## Activity
Report, as a number alone, how many lines below contain the string "nobody".

## Recorded data
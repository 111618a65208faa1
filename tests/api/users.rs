use crate::helpers::*;
use serde_json::json;
use wiremock::{matchers, Mock, ResponseTemplate};

#[tokio::test]
async fn saving_an_unseen_user_creates_them_and_sends_a_welcome_email() {
    // Arrange
    let app = TestApp::spawn().await;
    Mock::given(matchers::path("/email"))
        .and(matchers::method("POST"))
        .respond_with(ResponseTemplate::new(200))
        .expect(1)
        .mount(&app.email_server)
        .await;

    // Act
    let resp = app
        .put_user(&json!({ "email": "ann@example.com", "name": "Ann", "role": "resident" }))
        .await;

    // Assert
    assert_eq!(200, resp.status().as_u16());
    let result = json_body(resp).await;
    assert_eq!(result["upsertedCount"], 1);
    assert!(result["upsertedId"].is_string());

    let saved = json_body(app.get("/user/ann@example.com").await).await;
    assert_eq!(saved["name"], "Ann");
    assert_eq!(saved["role"], "resident");
    assert!(saved["timestamp"].is_i64());
    assert_eq!(saved["_id"], result["upsertedId"]);

    assert_eq!(app.email_recipients().await, vec!["ann@example.com"]);
}

#[tokio::test]
async fn saving_a_known_user_returns_the_stored_document_without_emailing() {
    // Arrange
    let app = TestApp::spawn().await;
    Mock::given(matchers::any())
        .respond_with(ResponseTemplate::new(200))
        .expect(1)
        .mount(&app.email_server)
        .await;
    let body = json!({ "email": "ann@example.com", "name": "Ann", "role": "resident" });
    app.put_user(&body).await;

    // Act
    let resp = app
        .put_user(&json!({ "email": "ann@example.com", "role": "admin" }))
        .await;

    // Assert
    assert_eq!(200, resp.status().as_u16());
    let stored = json_body(resp).await;
    assert_eq!(stored["email"], "ann@example.com");
    assert_eq!(stored["role"], "resident");
}

#[tokio::test]
async fn a_role_request_only_updates_the_status() {
    // Arrange
    let app = TestApp::spawn().await;
    app.accept_emails().await;
    app.put_user(&json!({ "email": "ann@example.com", "role": "resident" }))
        .await;

    // Act
    let resp = app
        .put_user(&json!({ "email": "ann@example.com", "role": "admin", "status": "Requested" }))
        .await;

    // Assert
    let result = json_body(resp).await;
    assert_eq!(result["matchedCount"], 1);
    assert_eq!(result["modifiedCount"], 1);

    let saved = json_body(app.get("/user/ann@example.com").await).await;
    assert_eq!(saved["status"], "Requested");
    assert_eq!(saved["role"], "resident");
}

#[tokio::test]
async fn saving_a_user_requires_a_valid_email() {
    // Arrange
    let app = TestApp::spawn().await;
    let cases = vec![
        (json!({ "name": "Ann" }), "missing email"),
        (json!({ "email": "" }), "empty email"),
        (json!({ "email": 42 }), "numeric email"),
        (json!("ann@example.com"), "not an object"),
    ];

    for (body, description) in cases {
        // Act
        let resp = app.put_user(&body).await;

        // Assert
        assert_eq!(
            400,
            resp.status().as_u16(),
            "The API did not return 400 Bad Request when the payload was {}.",
            description
        );
    }
}

#[tokio::test]
async fn an_unknown_user_is_null() {
    // Arrange
    let app = TestApp::spawn().await;

    // Act
    let resp = app.get("/user/nobody@example.com").await;

    // Assert
    assert_eq!(200, resp.status().as_u16());
    assert!(json_body(resp).await.is_null());
}

#[tokio::test]
async fn listing_users_requires_a_token() {
    // Arrange
    let app = TestApp::spawn().await;

    // Act
    let resp = app.get("/users").await;

    // Assert
    assert_unauthorized(&resp);
    assert_eq!(json_body(resp).await["message"], "unauthorized access");
}

#[tokio::test]
async fn listing_users_requires_the_admin_role() {
    // Arrange
    let app = TestApp::spawn().await;
    app.login_as_new("worker").await;

    // Act
    let resp = app.get("/users").await;

    // Assert
    assert_unauthorized(&resp);
    assert_eq!(json_body(resp).await["message"], "Unauthorized Access");
}

#[tokio::test]
async fn a_token_for_an_unregistered_email_grants_no_role() {
    // Arrange
    let app = TestApp::spawn().await;
    app.post_jwt(&json!({ "email": "ghost@example.com" })).await;

    // Act
    let resp = app.get("/users").await;

    // Assert
    assert_unauthorized(&resp);
}

#[tokio::test]
async fn admins_can_list_every_user() {
    // Arrange
    let app = TestApp::spawn().await;
    app.create_user("ann@example.com", "resident").await;
    app.create_user("bob@example.com", "worker").await;
    app.login_as_new("admin").await;

    // Act
    let resp = app.get("/users").await;

    // Assert
    assert_eq!(200, resp.status().as_u16());
    let users = json_body(resp).await;
    assert_eq!(users.as_array().unwrap().len(), 3);
}

#[tokio::test]
async fn admins_can_grant_a_requested_role() {
    // Arrange
    let app = TestApp::spawn().await;
    app.create_user("ann@example.com", "resident").await;
    app.login_as_new("admin").await;

    // Act
    let resp = app
        .patch_json(
            "/users/update/ann@example.com",
            &json!({ "role": "worker", "status": "Verified" }),
        )
        .await;

    // Assert
    assert_eq!(200, resp.status().as_u16());
    assert_eq!(json_body(resp).await["modifiedCount"], 1);

    let saved = json_body(app.get("/user/ann@example.com").await).await;
    assert_eq!(saved["role"], "worker");
    assert_eq!(saved["status"], "Verified");
    assert!(saved["timestamp"].is_i64());
}

#[tokio::test]
async fn updating_an_unknown_user_matches_nothing() {
    // Arrange
    let app = TestApp::spawn().await;
    app.login_as_new("admin").await;

    // Act
    let resp = app
        .patch_json("/users/update/nobody@example.com", &json!({ "role": "worker" }))
        .await;

    // Assert
    let result = json_body(resp).await;
    assert_eq!(result["matchedCount"], 0);
    assert_eq!(result["modifiedCount"], 0);
}

#[tokio::test]
async fn moving_a_user_onto_a_taken_email_is_a_conflict() {
    // Arrange
    let app = TestApp::spawn().await;
    app.create_user("ann@example.com", "resident").await;
    app.create_user("bob@example.com", "resident").await;
    app.login_as_new("admin").await;

    // Act
    let resp = app
        .patch_json(
            "/users/update/ann@example.com",
            &json!({ "email": "bob@example.com" }),
        )
        .await;

    // Assert
    assert_eq!(409, resp.status().as_u16());
    assert_eq!(
        json_body(resp).await["message"],
        "A user with this email already exists."
    );
    let ann = json_body(app.get("/user/ann@example.com").await).await;
    assert_eq!(ann["email"], "ann@example.com");
}

#[tokio::test]
async fn documents_with_nul_characters_are_rejected() {
    // Arrange
    let app = TestApp::spawn().await;
    app.create_user("ann@example.com", "resident").await;
    app.login_as_new("admin").await;

    // Act
    let saved = app
        .put_user(&json!({ "email": "cid@example.com", "name": "C\u{0}id" }))
        .await;
    let patched = app
        .patch_json("/users/update/ann@example.com", &json!({ "bio\u{0}": "hi" }))
        .await;

    // Assert
    assert_eq!(400, saved.status().as_u16());
    assert_eq!(400, patched.status().as_u16());
    assert!(json_body(app.get("/user/cid@example.com").await)
        .await
        .is_null());
}

#[tokio::test]
async fn residents_cannot_change_roles() {
    // Arrange
    let app = TestApp::spawn().await;
    let email = app.login_as_new("resident").await;

    // Act
    let resp = app
        .patch_json(&format!("/users/update/{email}"), &json!({ "role": "admin" }))
        .await;

    // Assert
    assert_unauthorized(&resp);
}

#[tokio::test]
async fn admins_can_delete_users() {
    // Arrange
    let app = TestApp::spawn().await;
    let id = app.create_user("ann@example.com", "resident").await;
    app.login_as_new("admin").await;

    // Act
    let resp = app.delete(&format!("/users/{id}")).await;

    // Assert
    assert_eq!(json_body(resp).await["deletedCount"], 1);
    assert!(json_body(app.get("/user/ann@example.com").await)
        .await
        .is_null());
}

#[tokio::test]
async fn deleting_with_a_malformed_id_is_a_bad_request() {
    // Arrange
    let app = TestApp::spawn().await;
    app.login_as_new("admin").await;

    // Act
    let resp = app.delete("/users/not-an-id").await;

    // Assert
    assert_eq!(400, resp.status().as_u16());
}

## Answer to this task
2